| PROMPT |
Reproduce each record exactly, leaving out no line.

| THE DATA |
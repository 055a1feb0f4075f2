//! Validation point tables: interpreted reference labels vs. map predictions.

use std::path::Path;

use serde::{Deserialize, Serialize};

use crate::error::{CropscopeError, Result};
use crate::types::{Label, Region, Stratum};

use super::source::{read_with_provenance, InputProvenance};

/// Required columns for a validation point table.
const REQUIRED_COLUMNS: [&str; 5] = [
    "region_id",
    "stratum_id",
    "year",
    "reference_label",
    "predicted_label",
];

/// One visually interpreted sample point.
#[derive(Debug, Clone, Copy, PartialEq, Eq, Serialize, Deserialize)]
pub struct ValidationPoint {
    /// Subregion the point was drawn in.
    pub region: Region,
    /// Sampling stratum the point falls in.
    pub stratum: Stratum,
    /// Year the interpretation applies to.
    pub year: i32,
    /// Reference (interpreted) class.
    pub reference: Label,
    /// Class predicted by the map.
    pub predicted: Label,
}

impl ValidationPoint {
    pub fn new(region: Region, stratum: Stratum, year: i32, reference: Label, predicted: Label) -> Self {
        Self {
            region,
            stratum,
            year,
            reference,
            predicted,
        }
    }

    /// Whether the reference label agrees with the map prediction.
    pub fn agrees(&self) -> bool {
        self.reference == self.predicted
    }
}

/// Load a validation point table from a CSV file.
///
/// Columns may appear in any order and extra columns are ignored, but every
/// column in `region_id,stratum_id,year,reference_label,predicted_label` must
/// be present. Labels use the 0/1 encoding, strata the 1-5 codes.
pub fn load_validation_points(path: impl AsRef<Path>) -> Result<(Vec<ValidationPoint>, InputProvenance)> {
    let path = path.as_ref();
    let (contents, hash) = read_with_provenance(path)?;

    let mut reader = csv::ReaderBuilder::new()
        .has_headers(true)
        .trim(csv::Trim::All)
        .from_reader(contents.as_slice());

    let headers = reader.headers()?.clone();
    let columns = resolve_columns(path, &headers)?;

    let mut points = Vec::new();
    for (row_idx, result) in reader.records().enumerate() {
        let record = result?;
        let line = record
            .position()
            .map(|p| p.line() as usize)
            .unwrap_or(row_idx + 2);

        let region = parse_field(path, line, &record, columns[0], "region_id", |s| {
            s.parse::<Region>().ok()
        })?;
        let stratum = parse_field(path, line, &record, columns[1], "stratum_id", |s| {
            s.parse::<u8>().ok().and_then(Stratum::from_code)
        })?;
        let year = parse_field(path, line, &record, columns[2], "year", |s| {
            s.parse::<i32>().ok()
        })?;
        let reference = parse_field(path, line, &record, columns[3], "reference_label", |s| {
            s.parse::<u8>().ok().and_then(Label::from_code)
        })?;
        let predicted = parse_field(path, line, &record, columns[4], "predicted_label", |s| {
            s.parse::<u8>().ok().and_then(Label::from_code)
        })?;

        points.push(ValidationPoint::new(region, stratum, year, reference, predicted));
    }

    let provenance = InputProvenance::new(path, hash, points.len());
    Ok((points, provenance))
}

/// Map required column names to header positions, reporting all missing
/// columns at once.
fn resolve_columns(path: &Path, headers: &csv::StringRecord) -> Result<[usize; 5]> {
    let mut indices = [0usize; 5];
    let mut missing = Vec::new();

    for (i, name) in REQUIRED_COLUMNS.iter().enumerate() {
        match headers.iter().position(|h| h.eq_ignore_ascii_case(name)) {
            Some(idx) => indices[i] = idx,
            None => missing.push(name.to_string()),
        }
    }

    if !missing.is_empty() {
        return Err(CropscopeError::MissingColumns {
            path: path.to_path_buf(),
            columns: missing,
        });
    }

    Ok(indices)
}

fn parse_field<T>(
    path: &Path,
    line: usize,
    record: &csv::StringRecord,
    index: usize,
    column: &str,
    parse: impl Fn(&str) -> Option<T>,
) -> Result<T> {
    let raw = record.get(index).unwrap_or("");
    parse(raw).ok_or_else(|| CropscopeError::Parse {
        path: path.to_path_buf(),
        line,
        message: format!("invalid value '{}' for column '{}'", raw, column),
    })
}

| WRITTEN REPLY |
repository 055a1feb0f4075f2
//! Validation point tables: interpreted reference labels vs. map predictions.

use std::path::Path;

use serde::{Deserialize, Serialize};

use crate::error::{CropscopeError, Result};
use crate::types::{Label, Region, Stratum};

use super::source::{read_with_provenance, InputProvenance};

/// Required columns for a validation point table.
const REQUIRED_COLUMNS: [&str; 5] = [
    "region_id",
    "stratum_id",
    "year",
    "reference_label",
    "predicted_label",
];

/// One visually interpreted sample point.
#[derive(Debug, Clone, Copy, PartialEq, Eq, Serialize, Deserialize)]
pub struct ValidationPoint {
    /// Subregion the point was drawn in.
    pub region: Region,
    /// Sampling stratum the point falls in.
    pub stratum: Stratum,
    /// Year the interpretation applies to.
    pub year: i32,
    /// Reference (interpreted) class.
    pub reference: Label,
    /// Class predicted by the map.
    pub predicted: Label,
}

impl ValidationPoint {
    pub fn new(region: Region, stratum: Stratum, year: i32, reference: Label, predicted: Label) -> Self {
        Self {
            region,
            stratum,
            year,
            reference,
            predicted,
        }
    }

    /// Whether the reference label agrees with the map prediction.
    pub fn agrees(&self) -> bool {
        self.reference == self.predicted
    }
}

/// Load a validation point table from a CSV file.
///
/// Columns may appear in any order and extra columns are ignored, but every
/// column in `region_id,stratum_id,year,reference_label,predicted_label` must
/// be present. Labels use the 0/1 encoding, strata the 1-5 codes.
pub fn load_validation_points(path: impl AsRef<Path>) -> Result<(Vec<ValidationPoint>, InputProvenance)> {
    let path = path.as_ref();
    let (contents, hash) = read_with_provenance(path)?;

    let mut reader = csv::ReaderBuilder::new()
        .has_headers(true)
        .trim(csv::Trim::All)
        .from_reader(contents.as_slice());

    let headers = reader.headers()?.clone();
    let columns = resolve_columns(path, &headers)?;

    let mut points = Vec::new();
    for (row_idx, result) in reader.records().enumerate() {
        let record = result?;
        let line = record
            .position()
            .map(|p| p.line() as usize)
            .unwrap_or(row_idx + 2);

        let region = parse_field(path, line, &record, columns[0], "region_id", |s| {
            s.parse::<Region>().ok()
        })?;
        let stratum = parse_field(path, line, &record, columns[1], "stratum_id", |s| {
            s.parse::<u8>().ok().and_then(Stratum::from_code)
        })?;
        let year = parse_field(path, line, &record, columns[2], "year", |s| {
            s.parse::<i32>().ok()
        })?;
        let reference = parse_field(path, line, &record, columns[3], "reference_label", |s| {
            s.parse::<u8>().ok().and_then(Label::from_code)
        })?;
        let predicted = parse_field(path, line, &record, columns[4], "predicted_label", |s| {
            s.parse::<u8>().ok().and_then(Label::from_code)
        })?;

        points.push(ValidationPoint::new(region, stratum, year, reference, predicted));
    }

    let provenance = InputProvenance::new(path, hash, points.len());
    Ok((points, provenance))
}

/// Map required column names to header positions, reporting all missing
/// columns at once.
fn resolve_columns(path: &Path, headers: &csv::StringRecord) -> Result<[usize; 5]> {
    let mut indices = [0usize; 5];
    let mut missing = Vec::new();

    for (i, name) in REQUIRED_COLUMNS.iter().enumerate() {
        match headers.iter().position(|h| h.eq_ignore_ascii_case(name)) {
            Some(idx) => indices[i] = idx,
            None => missing.push(name.to_string()),
        }
    }

    if !missing.is_empty() {
        return Err(CropscopeError::MissingColumns {
            path: path.to_path_buf(),
            columns: missing,
        });
    }

    Ok(indices)
}

fn parse_field<T>(
    path: &Path,
    line: usize,
    record: &csv::StringRecord,
    index: usize,
    column: &str,
    parse: impl Fn(&str) -> Option<T>,
) -> Result<T> {
    let raw = record.get(index).unwrap_or("");
    parse(raw).ok_or_else(|| CropscopeError::Parse {
        path: path.to_path_buf(),
        line,
        message: format!("invalid value '{}' for column '{}'", raw, column),
    })
}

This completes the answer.